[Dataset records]
----------

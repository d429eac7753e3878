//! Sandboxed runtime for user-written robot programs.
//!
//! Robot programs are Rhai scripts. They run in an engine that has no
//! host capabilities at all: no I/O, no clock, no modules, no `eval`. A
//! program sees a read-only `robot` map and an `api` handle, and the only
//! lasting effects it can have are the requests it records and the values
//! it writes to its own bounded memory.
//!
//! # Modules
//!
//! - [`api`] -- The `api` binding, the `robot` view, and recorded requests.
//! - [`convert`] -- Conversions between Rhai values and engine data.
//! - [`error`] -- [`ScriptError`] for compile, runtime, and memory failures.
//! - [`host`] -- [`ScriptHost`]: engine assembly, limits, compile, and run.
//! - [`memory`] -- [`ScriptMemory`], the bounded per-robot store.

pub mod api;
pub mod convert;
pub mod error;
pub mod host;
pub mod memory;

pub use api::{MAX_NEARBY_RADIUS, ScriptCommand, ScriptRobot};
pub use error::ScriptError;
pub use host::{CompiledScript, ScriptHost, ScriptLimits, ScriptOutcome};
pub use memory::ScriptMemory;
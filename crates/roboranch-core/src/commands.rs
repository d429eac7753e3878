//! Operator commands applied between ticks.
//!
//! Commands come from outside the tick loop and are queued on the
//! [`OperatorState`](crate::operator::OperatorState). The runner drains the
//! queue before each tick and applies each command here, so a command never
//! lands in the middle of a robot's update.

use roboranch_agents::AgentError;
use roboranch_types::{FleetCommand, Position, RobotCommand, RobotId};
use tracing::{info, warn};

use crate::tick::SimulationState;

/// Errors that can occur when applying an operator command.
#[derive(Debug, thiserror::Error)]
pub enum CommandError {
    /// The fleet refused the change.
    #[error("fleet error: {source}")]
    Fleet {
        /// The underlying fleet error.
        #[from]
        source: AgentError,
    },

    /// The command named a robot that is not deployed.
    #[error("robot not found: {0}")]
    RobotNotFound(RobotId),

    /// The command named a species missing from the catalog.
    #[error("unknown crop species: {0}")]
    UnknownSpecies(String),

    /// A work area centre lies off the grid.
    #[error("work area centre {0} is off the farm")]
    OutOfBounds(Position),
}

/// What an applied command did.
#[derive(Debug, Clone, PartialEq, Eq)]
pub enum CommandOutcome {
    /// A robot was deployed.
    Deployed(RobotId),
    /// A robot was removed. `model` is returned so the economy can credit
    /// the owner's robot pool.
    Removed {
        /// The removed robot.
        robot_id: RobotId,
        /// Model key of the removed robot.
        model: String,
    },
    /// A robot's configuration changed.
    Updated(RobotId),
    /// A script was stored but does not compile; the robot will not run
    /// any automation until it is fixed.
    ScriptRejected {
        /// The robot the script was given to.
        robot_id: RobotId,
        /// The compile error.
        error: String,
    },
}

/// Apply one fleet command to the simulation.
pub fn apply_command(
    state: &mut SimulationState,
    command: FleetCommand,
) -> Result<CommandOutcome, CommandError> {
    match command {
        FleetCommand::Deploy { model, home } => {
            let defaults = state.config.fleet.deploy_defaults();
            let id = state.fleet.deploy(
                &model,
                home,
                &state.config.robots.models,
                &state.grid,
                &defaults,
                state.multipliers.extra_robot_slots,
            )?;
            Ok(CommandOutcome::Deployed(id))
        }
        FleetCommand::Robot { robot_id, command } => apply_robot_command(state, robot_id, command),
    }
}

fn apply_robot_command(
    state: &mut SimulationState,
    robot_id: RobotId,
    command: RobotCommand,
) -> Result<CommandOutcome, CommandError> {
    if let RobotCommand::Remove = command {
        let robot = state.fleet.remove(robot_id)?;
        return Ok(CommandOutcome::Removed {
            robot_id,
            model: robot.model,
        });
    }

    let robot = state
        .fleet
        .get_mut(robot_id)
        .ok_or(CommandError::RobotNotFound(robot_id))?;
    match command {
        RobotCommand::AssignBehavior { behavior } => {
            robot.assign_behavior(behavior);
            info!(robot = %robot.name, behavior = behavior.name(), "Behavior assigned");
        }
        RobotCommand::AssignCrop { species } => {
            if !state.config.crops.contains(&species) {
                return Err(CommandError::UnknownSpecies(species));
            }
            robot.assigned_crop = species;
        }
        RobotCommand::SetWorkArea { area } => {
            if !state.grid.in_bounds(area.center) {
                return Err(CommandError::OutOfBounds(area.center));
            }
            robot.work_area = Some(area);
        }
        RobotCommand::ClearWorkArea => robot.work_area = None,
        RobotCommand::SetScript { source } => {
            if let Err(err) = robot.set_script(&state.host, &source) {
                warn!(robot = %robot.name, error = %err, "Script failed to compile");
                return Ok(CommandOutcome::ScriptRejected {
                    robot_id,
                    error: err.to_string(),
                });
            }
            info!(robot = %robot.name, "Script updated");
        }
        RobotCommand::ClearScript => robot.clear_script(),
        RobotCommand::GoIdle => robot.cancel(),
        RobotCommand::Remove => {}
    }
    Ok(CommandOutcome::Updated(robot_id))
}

----------

Every line above holding the string "that" should be listed.

**Solved exercise**
//! Robot programs are Rhai scripts. They run in an engine that has no
/// Errors that can occur when applying an operator command.
    /// The command named a robot that is not deployed.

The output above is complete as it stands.